As for the organic additives, pyrolysis-gas chromatography-mass spectrometry (Py-GC/MS) has been successfully employed to detect the presence of tung oil,⁷ but the identification of flour and blood remains challenging because of their low contents and the susceptibility to decay during burial. Starch–iodine staining tests, starch grain microscopic analysis and spectrophotometric methods have been used for the qualitative and quantitative analysis of flour in ancient mortars.^8,9 Bloodstain tests in forensic science have been applied to examine short-period samples, and crude protein content could be determined by the Kjeldahl nitrogen method or organic elementary analysis.^9–11 However, these analytical methods cannot determine the precise origins of these binders, which should be important for understanding mortar technology as flour and blood remarkably improve the anti-fluting property and durability of the mortars.¹²

On the other hand, the binders in various archaeological contexts have been well identified by micro-chemical analysis and staining methods,^13,14 spectroscopic techniques such as infrared spectroscopy and Raman spectroscopy,¹⁵ starch grain analysis,¹⁶ chromatographic methods including gas-phase and liquid-phase chromatography (coupled with mass spectrometry),^17–19 immunoassay techniques,²⁰ and recently developed proteomic methods.^21–23 In terms of composition, flour and blood binders all contain certain amounts of protein components, which record abundant biological information. Because proteomic approaches can determine the precise origin of the proteins, i.e. protein species as far as they are available in the databases, even if the content is very low in ancient samples,²⁴ then the methods might be used to analyze the nature and origin of organic additives (flour and blood) in the mortars of ancient Chinese wooden buildings.

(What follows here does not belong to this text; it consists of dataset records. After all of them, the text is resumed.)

use crate::api::UsageApi;
use crate::chart::{usage_view, PeriodOverride, UsageData};
use crate::clock::Clock;
use crate::error::AppError;
use crate::models::{MonthlyUsagePage, MonthlyUsageSummary, UsageView};
use chrono::Datelike;
use std::sync::Arc;
use tracing::debug;

pub const DEFAULT_UNITS: &str = "kWh";

/// Fetch-then-normalize entry points over a [`UsageApi`].
pub struct UsageService<A> {
    api: A,
    clock: Arc<dyn Clock>,
}

impl<A: UsageApi> UsageService<A> {
    pub fn new(api: A, clock: Arc<dyn Clock>) -> Self {
        Self { api, clock }
    }

    #[cfg(test)]
    pub(crate) fn api(&self) -> &A {
        &self.api
    }

    /// The most recent `n` months of usage, oldest first.
    ///
    /// Walks backwards one year per request, starting at the current year,
    /// until at least `n` months are collected or a page stops advertising
    /// an earlier year. Any failed request fails the whole call.
    pub async fn trailing_n_months_summary(
        &self,
        account: &str,
        location: &str,
        n: usize,
    ) -> Result<MonthlyUsageSummary, AppError> {
        if n == 0 {
            return Ok(MonthlyUsageSummary {
                units: DEFAULT_UNITS.to_string(),
                months: vec![],
            });
        }

        let current_year = self.clock.today().year();
        debug!(account, location, year = current_year, "fetching monthly usage");
        let mut pages: Vec<MonthlyUsagePage> = vec![
            self.api
                .get_monthly_usage(account, location, current_year)
                .await?,
        ];
        let mut collected = pages[0].months.len();

        while collected < n {
            let Some(last) = pages.last() else { break };
            if !last.has_previous() {
                debug!(year = last.year, collected, n, "no earlier usage history");
                break;
            }
            let year = last.year - 1;
            debug!(account, location, year, "fetching monthly usage");
            let page = self.api.get_monthly_usage(account, location, year).await?;
            collected += page.months.len();
            pages.push(page);
        }

        pages.reverse();
        let units = pages
            .first()
            .map(|p| p.units.clone())
            .unwrap_or_else(|| DEFAULT_UNITS.to_string());

        let mut months: Vec<_> = pages.into_iter().flat_map(|p| p.months).collect();
        if months.len() > n {
            months.drain(..months.len() - n);
        }
        debug!(months = months.len(), n, "trailing window assembled");

        Ok(MonthlyUsageSummary { units, months })
    }

    pub async fn monthly_view(
        &self,
        account: &str,
        location: &str,
        year: i32,
    ) -> Result<UsageView, AppError> {
        debug!(account, location, year, "fetching monthly usage");
        let page = self.api.get_monthly_usage(account, location, year).await?;
        Ok(usage_view(
            UsageData::Monthly(&page),
            PeriodOverride::default(),
            self.clock.today(),
        ))
    }

    pub async fn daily_view(
        &self,
        account: &str,
        location: &str,
        month: u32,
        year: i32,
    ) -> Result<UsageView, AppError> {
        debug!(account, location, month, year, "fetching daily usage");
        let page = self
            .api
            .get_daily_usage(account, location, month, year)
            .await?;
        Ok(usage_view(
            UsageData::Daily(&page),
            PeriodOverride::new(month, year),
            self.clock.today(),
        ))
    }
}
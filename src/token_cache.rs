//! Single-slot cache for the account bearer token.
//!
//! One instance per process (or per test), handed to whatever issues
//! authenticated requests. The slot holds at most one token; storing a token
//! for another account replaces it. Two requests that both miss will both
//! fetch and the later write wins.

use chrono::{DateTime, Duration, Utc};
use std::sync::{Arc, Mutex, MutexGuard};

use crate::clock::Clock;

pub const DEFAULT_EXPIRY_BUFFER_SECS: i64 = 5 * 60;

#[derive(Debug, Clone, PartialEq, Eq)]
pub struct CachedToken {
    pub token: String,
    pub expires_at: DateTime<Utc>,
    pub account_uuid: String,
}

pub struct TokenCache {
    slot: Mutex<Option<CachedToken>>,
    clock: Arc<dyn Clock>,
    buffer: Duration,
}

impl TokenCache {
    pub fn new(clock: Arc<dyn Clock>) -> Self {
        Self::with_buffer(clock, Duration::seconds(DEFAULT_EXPIRY_BUFFER_SECS))
    }

    pub fn with_buffer(clock: Arc<dyn Clock>, buffer: Duration) -> Self {
        Self {
            slot: Mutex::new(None),
            clock,
            buffer,
        }
    }

    fn slot(&self) -> MutexGuard<'_, Option<CachedToken>> {
        self.slot.lock().unwrap_or_else(|e| e.into_inner())
    }

    /// True when a token for `account_uuid` is cached and more than the
    /// buffer remains before it expires.
    pub fn is_valid(&self, account_uuid: &str) -> bool {
        let now = self.clock.now();
        self.slot()
            .as_ref()
            .is_some_and(|c| c.account_uuid == account_uuid && c.expires_at - now > self.buffer)
    }

    pub fn get_token(&self, account_uuid: &str) -> Option<String> {
        let now = self.clock.now();
        self.slot()
            .as_ref()
            .filter(|c| c.account_uuid == account_uuid && c.expires_at - now > self.buffer)
            .map(|c| c.token.clone())
    }

    pub fn set_token(&self, account_uuid: &str, token: &str, expires_at: DateTime<Utc>) {
        *self.slot() = Some(CachedToken {
            token: token.to_string(),
            expires_at,
            account_uuid: account_uuid.to_string(),
        });
    }

    pub fn expires_at(&self) -> Option<DateTime<Utc>> {
        self.slot().as_ref().map(|c| c.expires_at)
    }

    /// Drops the token once its raw expiry has passed. The buffer is not
    /// applied here.
    pub fn clear_if_expired(&self) {
        let now = self.clock.now();
        let mut slot = self.slot();
        if slot.as_ref().is_some_and(|c| c.expires_at <= now) {
            *slot = None;
        }
    }

    pub fn clear_token(&self) {
        *self.slot() = None;
    }
}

In this study, we proposed a multi-method approach for the identification of organic additives in three ancient mortars. Fourier transform infrared spectroscopy (FTIR) was first implemented to evaluate protein presence in the samples, and the proteomic method was then employed to distinguish the proteins from organic additives.

Experimental section

Sample description

The three mortars were collected by the Chinese Academy of Cultural Heritage. Sample A (Fig. 1A), taken from the peeling color painting of the Old Summer Palace, was a black–brown mortar piece (∼4 cm width) with a fibrous layer. The Old Summer Palace, known in Chinese as Yuanmingyuan, is a large royal palace with both Western and Chinese architectural styles, noted for the “Garden of Gardens”. Located in the northwestern suburbs of Beijing, it was built in the 18th and early 19th centuries as a place where the emperors of the Qing Dynasty resided and processed government affairs. In 1860, it was destroyed and looted during the Second Opium War, and only ruins remain now.

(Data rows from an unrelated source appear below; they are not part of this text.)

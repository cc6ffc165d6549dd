//! Calendar arithmetic and the single place where date-only strings are
//! turned into dates.

use chrono::{Datelike, Month, NaiveDate};

use crate::models::{DailyUsageRecord, MonthlyUsageRecord};

/// Proleptic Gregorian leap-year rule.
pub fn is_leap_year(year: i32) -> bool {
    (year % 4 == 0 && year % 100 != 0) || year % 400 == 0
}

/// Days in `month` (1-12) of `year`; 0 for an out-of-range month.
pub fn days_in_month(month: u32, year: i32) -> u32 {
    match month {
        1 | 3 | 5 | 7 | 8 | 10 | 12 => 31,
        4 | 6 | 9 | 11 => 30,
        2 if is_leap_year(year) => 29,
        2 => 28,
        _ => 0,
    }
}

pub fn is_current_month(month: u32, year: i32, today: NaiveDate) -> bool {
    today.month() == month && today.year() == year
}

pub fn is_current_year(year: i32, today: NaiveDate) -> bool {
    today.year() == year
}

/// Interprets a "YYYY-MM-DD" string as a calendar date with no timezone
/// attached, so the day never shifts with the host offset.
pub fn parse_local_date(raw: &str) -> Option<NaiveDate> {
    if raw.len() != 10 {
        return None;
    }
    NaiveDate::parse_from_str(raw, "%Y-%m-%d").ok()
}

/// Resolves a monthly record label to `(year, month)`.
///
/// "YYYY-MM" carries its own year; a bare month name ("March", "Mar") is
/// placed in `current_year`.
pub fn parse_month_label(label: &str, current_year: i32) -> Option<(i32, u32)> {
    if let Some((year, month)) = label.split_once('-') {
        let year = year.trim().parse::<i32>().ok()?;
        let month = month.trim().parse::<u32>().ok()?;
        return (1..=12).contains(&month).then_some((year, month));
    }

    let month = label.trim().parse::<Month>().ok()?;
    Some((current_year, month.number_from_month()))
}

/// Long English name of a 1-based month number.
pub fn month_name(month: u32) -> Option<&'static str> {
    let month = u8::try_from(month).ok()?;
    Month::try_from(month).ok().map(|m| m.name())
}

/// Day-of-month of the chronologically last record that has data.
///
/// Zero consumption still counts; malformed dates and negative or
/// unparseable consumption are skipped.
pub fn last_day_with_data(days: &[DailyUsageRecord]) -> Option<u32> {
    days.iter()
        .filter(|d| d.has_data())
        .filter_map(DailyUsageRecord::local_date)
        .max()
        .map(|d| d.day())
}

/// Label of the last record, in API order, that has data.
pub fn last_month_with_data(months: &[MonthlyUsageRecord]) -> Option<&str> {
    months
        .iter()
        .rev()
        .find(|m| m.has_data())
        .map(|m| m.month.as_str())
}

#[cfg(test)]
mod tests {
    use super::*;

    fn day(date: &str, consumption: Option<f64>) -> DailyUsageRecord {
        DailyUsageRecord {
            date: date.into(),
            consumption,
            generation: Some(0.0),
            vehicle_charging: Some(0.0),
            eligible_vehicle_charging: Some(0.0),
        }
    }

    fn month(label: &str, consumption: Option<f64>) -> MonthlyUsageRecord {
        MonthlyUsageRecord {
            month: label.into(),
            consumption,
            generation: Some(0.0),
            vehicle_charging: Some(0.0),
            eligible_vehicle_charging: Some(0.0),
        }
    }

    #[test]
    fn february_follows_the_400_year_rule() {
        assert_eq!(days_in_month(2, 2024), 29);
        assert_eq!(days_in_month(2, 2023), 28);
        assert_eq!(days_in_month(2, 2000), 29);
        assert_eq!(days_in_month(2, 1900), 28);
    }

    #[test]
    fn days_in_month_covers_every_month() {
        let expected = [31, 28, 31, 30, 31, 30, 31, 31, 30, 31, 30, 31];
        for (idx, days) in expected.iter().enumerate() {
            assert_eq!(days_in_month(idx as u32 + 1, 2023), *days);
        }
        assert_eq!(days_in_month(0, 2023), 0);
        assert_eq!(days_in_month(13, 2023), 0);
    }

    #[test]
    fn current_month_implies_current_year() {
        let today = NaiveDate::from_ymd_opt(2025, 1, 15).unwrap();
        assert!(is_current_month(1, 2025, today));
        assert!(!is_current_month(1, 2024, today));
        assert!(!is_current_month(2, 2025, today));

        for year in 2023..=2026 {
            for m in 1..=12 {
                if is_current_month(m, year, today) {
                    assert!(is_current_year(year, today));
                }
            }
        }
    }

    #[test]
    fn parse_local_date_keeps_the_calendar_day() {
        let d = parse_local_date("2025-01-01").expect("valid date");
        assert_eq!((d.year(), d.month(), d.day()), (2025, 1, 1));
        assert!(parse_local_date("2025-02-30").is_none());
        assert!(parse_local_date("2025-01-01T00:00:00").is_none());
        assert!(parse_local_date("").is_none());
    }

    #[test]
    fn month_labels_resolve_both_forms() {
        assert_eq!(parse_month_label("2023-10", 2025), Some((2023, 10)));
        assert_eq!(parse_month_label("January", 2025), Some((2025, 1)));
        assert_eq!(parse_month_label("sep", 2025), Some((2025, 9)));
        assert_eq!(parse_month_label("2023-13", 2025), None);
        assert_eq!(parse_month_label("Smarch", 2025), None);
    }

    #[test]
    fn month_name_is_long_english() {
        assert_eq!(month_name(10), Some("October"));
        assert_eq!(month_name(0), None);
    }

    #[test]
    fn last_day_with_data_uses_the_latest_date() {
        let days = vec![day("2025-01-03", Some(2.0)), day("2025-01-01", Some(1.0))];
        assert_eq!(last_day_with_data(&days), Some(3));
        assert_eq!(last_day_with_data(&[]), None);
    }

    #[test]
    fn last_day_with_data_counts_zero_and_skips_malformed() {
        let days = vec![
            day("2025-01-02", Some(0.0)),
            day("2025-01-09", Some(-1.0)),
            day("2025-01-10", None),
            day("not-a-date", Some(4.0)),
        ];
        assert_eq!(last_day_with_data(&days), Some(2));
    }

    #[test]
    fn last_month_with_data_takes_last_present_label() {
        let months = vec![
            month("January", Some(10.0)),
            month("February", Some(0.0)),
            month("March", None),
        ];
        assert_eq!(last_month_with_data(&months), Some("February"));
        assert_eq!(last_month_with_data(&[]), None);
    }
}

Fig. 1 The three ancient mortars analyzed. (A) Sample A from the Old Summer Palace. (B) Sample B from the Eastern Royal Tombs of the Qing Dynasty. (C) Sample C from the Taiyuan Confucius Temple. Scale bars are 1 cm.

Sample B (Fig. 1B) was a brown mortar fragment (∼5 cm width) with a fibrous layer. It was sampled from the Eastern Royal Tombs of the Qing Dynasty, located in Zunhua City (Hebei Province, China), 125 km northeast of Beijing. These tombs were built since the mid-17th century. It presents the most advanced technology of ancient Chinese architecture and has significant value for history, art and science. Longendian, where the archaeological sample was extracted, is the largest ground building of the site, which served as the main place for ritual activities.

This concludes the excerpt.